▶ _Task goal_
Report all lines from the entries below in which "elapsed" appears.

****************************************

//! The generation pipeline: cases, events, files.

use std::path::PathBuf;
use std::time::{Duration, Instant};

use anyhow::{Context, Result};
use tracing::{info, warn};

use tracegen_core::{CaseRecord, EventRecord, RunId, TableKind};
use tracegen_fanout::{FanOutCoordinator, ShardFailure};
use tracegen_generator::{
    format_count, generate_cases, LogProgress, NoProgress, ProgressSink, StaticVocabulary,
    TraceGenerator, Vocabulary,
};
use tracegen_output::{DelimitedWriter, SchemaWriter, SqlInsertWriter, TableDefinition};

use crate::config::TracegenConfig;

/// Vocabulary used when no document is configured.
pub const DEFAULT_VOCABULARY: &str = include_str!("../vocabulary/default.json");

/// Outcome of one run.
#[derive(Debug)]
pub struct RunSummary {
    pub run_id: RunId,
    pub cases: usize,
    pub events: usize,
    pub workers: usize,
    pub lost_shards: Vec<ShardFailure>,
    pub files: Vec<PathBuf>,
    pub elapsed: Duration,
}

impl RunSummary {
    /// Log the summary with human-readable counts.
    pub fn log(&self) {
        info!(
            run_id = %self.run_id,
            cases = %format_count(self.cases as u64),
            events = %format_count(self.events as u64),
            workers = self.workers,
            files = self.files.len(),
            elapsed = ?self.elapsed,
            "Generation complete"
        );
        for failure in &self.lost_shards {
            warn!(shard = %failure.shard, cases = failure.cases, reason = %failure.reason, "Shard output missing");
        }
    }
}

/// Load and validate the configured vocabulary.
pub fn load_vocabulary(config: &TracegenConfig) -> Result<StaticVocabulary> {
    let seed = config.vocabulary_seed().unwrap_or_else(rand::random);

    let vocabulary = match config.vocabulary.path {
        Some(ref path) => {
            let json = std::fs::read_to_string(path)
                .with_context(|| format!("Failed to read vocabulary from {:?}", path))?;
            StaticVocabulary::from_json(&json, seed)
                .with_context(|| format!("Invalid vocabulary {:?}", path))?
        }
        None => StaticVocabulary::from_json(DEFAULT_VOCABULARY, seed)
            .context("Invalid bundled vocabulary")?,
    };

    info!(vocabulary = vocabulary.name(), seed, "Vocabulary loaded");
    Ok(vocabulary)
}

/// Run the whole pipeline.
pub async fn run(config: &TracegenConfig, mut vocabulary: StaticVocabulary) -> Result<RunSummary> {
    let run_id = RunId::new();
    let start = Instant::now();
    info!(run_id = %run_id, cases = config.generation.num_cases, "Starting run");

    let mut progress = progress_sink(config);
    let cases = generate_cases(&mut vocabulary, config.generation.num_cases, progress.as_mut())
        .context("Case generation failed")?;

    let (events, workers, lost_shards) = if config.fanout.single_threaded {
        let mut generator = TraceGenerator::new(vocabulary.fork(1), config.generation.clone())
            .context("Trace generation failed")?
            .with_stream(1);
        let events = generator.generate(&cases, progress.as_mut());
        (events, 1, Vec::new())
    } else {
        let coordinator = FanOutCoordinator::new(config.fanout.to_fanout_config())
            .context("Invalid fan-out configuration")?;
        let result = coordinator
            .run(&vocabulary, &config.generation, &cases)
            .await
            .context("Trace generation failed")?;
        (result.events, coordinator.workers(), result.lost_shards)
    };

    let files = write_tables(config, &vocabulary, &cases, &events)?;

    Ok(RunSummary {
        run_id,
        cases: cases.len(),
        events: events.len(),
        workers,
        lost_shards,
        files,
        elapsed: start.elapsed(),
    })
}

fn progress_sink(config: &TracegenConfig) -> Box<dyn ProgressSink> {
    if config.progress.enabled {
        Box::new(LogProgress::new(config.progress.interval))
    } else {
        Box::new(NoProgress)
    }
}

/// Write every configured output file. Returns the written paths.
pub fn write_tables(
    config: &TracegenConfig,
    vocabulary: &StaticVocabulary,
    cases: &[CaseRecord],
    events: &[EventRecord],
) -> Result<Vec<PathBuf>> {
    let output = &config.output;
    let mut files = Vec::new();

    if output.format.writes_sql() {
        let dir = output.sql_dir();
        let writer = SqlInsertWriter::new().with_batch_size(output.batch_size);

        let path = dir.join(format!("{}.sql", output.cases_table));
        writer
            .write_to_file(&output.cases_table, cases, &path)
            .with_context(|| format!("Failed to write {:?}", path))?;
        files.push(path);

        let path = dir.join(format!("{}.sql", output.events_table));
        writer
            .write_to_file(&output.events_table, events, &path)
            .with_context(|| format!("Failed to write {:?}", path))?;
        files.push(path);

        if output.schema_file {
            let cases_schema = vocabulary.schema(TableKind::Cases);
            let events_schema = vocabulary.schema(TableKind::Events);
            let case_key = cases_schema
                .primary_key()
                .map(|f| f.display_name.as_str())
                .unwrap_or("id");

            let tables = [
                TableDefinition::new(&output.cases_table, cases_schema)
                    .with_sample(cases.first().map(|c| &c.record)),
                TableDefinition::new(&output.events_table, events_schema)
                    .with_sample(events.first().map(|e| &e.record))
                    .references(&output.cases_table, case_key),
            ];

            let path = dir.join("schema.sql");
            SchemaWriter::new()
                .write_to_file(&tables, &path)
                .with_context(|| format!("Failed to write {:?}", path))?;
            files.push(path);
        }
    }

    if output.format.writes_csv() {
        let dir = output.csv_dir();
        let writer = DelimitedWriter::new().with_delimiter(output.delimiter);

        let path = dir.join(format!("{}.csv", output.cases_table));
        writer
            .write_to_file(&output.cases_table, cases, &path)
            .with_context(|| format!("Failed to write {:?}", path))?;
        files.push(path);

        let path = dir.join(format!("{}.csv", output.events_table));
        writer
            .write_to_file(&output.events_table, events, &path)
            .with_context(|| format!("Failed to write {:?}", path))?;
        files.push(path);
    }

    info!(files = files.len(), directory = %output.directory.display(), "Output written");
    Ok(files)
}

****************************************

▶ _Exercise answer_
    pub elapsed: Duration,
            elapsed = ?self.elapsed,
        elapsed: start.elapsed(),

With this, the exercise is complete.